Sea crumbs clutch the ankles of my shell-cast feet;
the sand sinks, as i run, run, run,
melting like ice cream in the breezy, cold sun of Narragansett.
my voice is no longer silenced but i choose to be quiet –
the Sea has something important to say,
the liberation of others is bound in you.
the liberation of you is bound in others.

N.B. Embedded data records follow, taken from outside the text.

/*!
 * wixgen - Generate a WiX installer description from a build directory
 *
 * The build directory is walked once. Every directory becomes a nested
 * `Directory` element and every file a `Component` with a fresh GUID, all
 * listed in the installer's single feature.
 */

pub mod config;
pub mod error;
pub mod generator;
pub mod logging;
pub mod path;
pub mod reconciler;
pub mod registry;
pub mod report;
pub mod types;
pub mod utils;
pub mod walker;
pub mod writer;


// Re-export main components for easier access
pub use config::Config;
pub use error::{Result, WixGenError};
pub use generator::Generator;
pub use path::{divergence, normalize, NormalizedPath, PathDivergence};
pub use reconciler::{MarkupSink, NestingReconciler};
pub use registry::IdentityRegistry;
pub use report::{GenerationReport, ReportFormat, Reporter};
pub use types::{ContainerFrame, DirectoryVisit, LeafRecord, ProductInfo};
pub use walker::{TreeWalker, WalkOptions, WalkOrder};
pub use writer::WixWriter;

/// Version of the library
pub const VERSION: &str = env!("CARGO_PKG_VERSION");
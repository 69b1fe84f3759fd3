/*!
 * Structured logging setup
 *
 * Logs go to stderr so they never mix with the report printed on stdout.
 * `RUST_LOG` takes precedence over the verbosity flag.
 */

use tracing_subscriber::EnvFilter;

/// Log level selected by the number of `-v` flags
pub fn level_for(verbosity: u8) -> &'static str {
    match verbosity {
        0 => "warn",
        1 => "info",
        2 => "debug",
        _ => "trace",
    }
}

/// Install the global subscriber
///
/// Calling this more than once keeps the first subscriber.
pub fn init(verbosity: u8) {
    let filter = EnvFilter::try_from_default_env()
        .unwrap_or_else(|_| EnvFilter::new(format!("wixgen={}", level_for(verbosity))));

    if let Err(e) = tracing_subscriber::fmt()
        .with_env_filter(filter)
        .with_writer(std::io::stderr)
        .with_target(false)
        .try_init()
    {
        eprintln!("Warning: Failed to initialize logging: {}", e);
    }
}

i am tired of being the oppressed;
i am tired of being the oppressor,
why must i be both?
Sea, won’t you free me?
white gay rich woman traveled far
to be here.
wildly, i embrace the ocean, the Sea, the wide blue of love
my breathe is cut short,
i am outside of me, finally.
do i feel oppressed?
i am oppressed in what we call beautiful –
i am oppressed in what we call love –
i am oppressed in how you look at me –
i am oppressed in how i must justify my choices –
my oppression is blind
you will not find it in
the confines of my office,
or the car i drive
you will find it in the secret corners of dark hearts.
have i oppressed?
i took what was not mine
i received what i did not work for
i benefited from the whiteness that covers me, follows me, lives in me –
Baptize me, Sea, in the freedom to know I am loved.
I am enough.
I am an active agent here, on earth, on the sweet Sea of Narragansett,
and I will fight for those who stand, sit, and fight in chains –
and for myself –
i will open the lungs for breath and use my words for good,
i will write the words of truth,
i will give up power for the sake of the other,
i will ask again, and again, and again that the oppressor in me – will die –
I am free, like the Sea crumbs that fill my hair, heart, soul.
Bring me to the salvation of perfect love.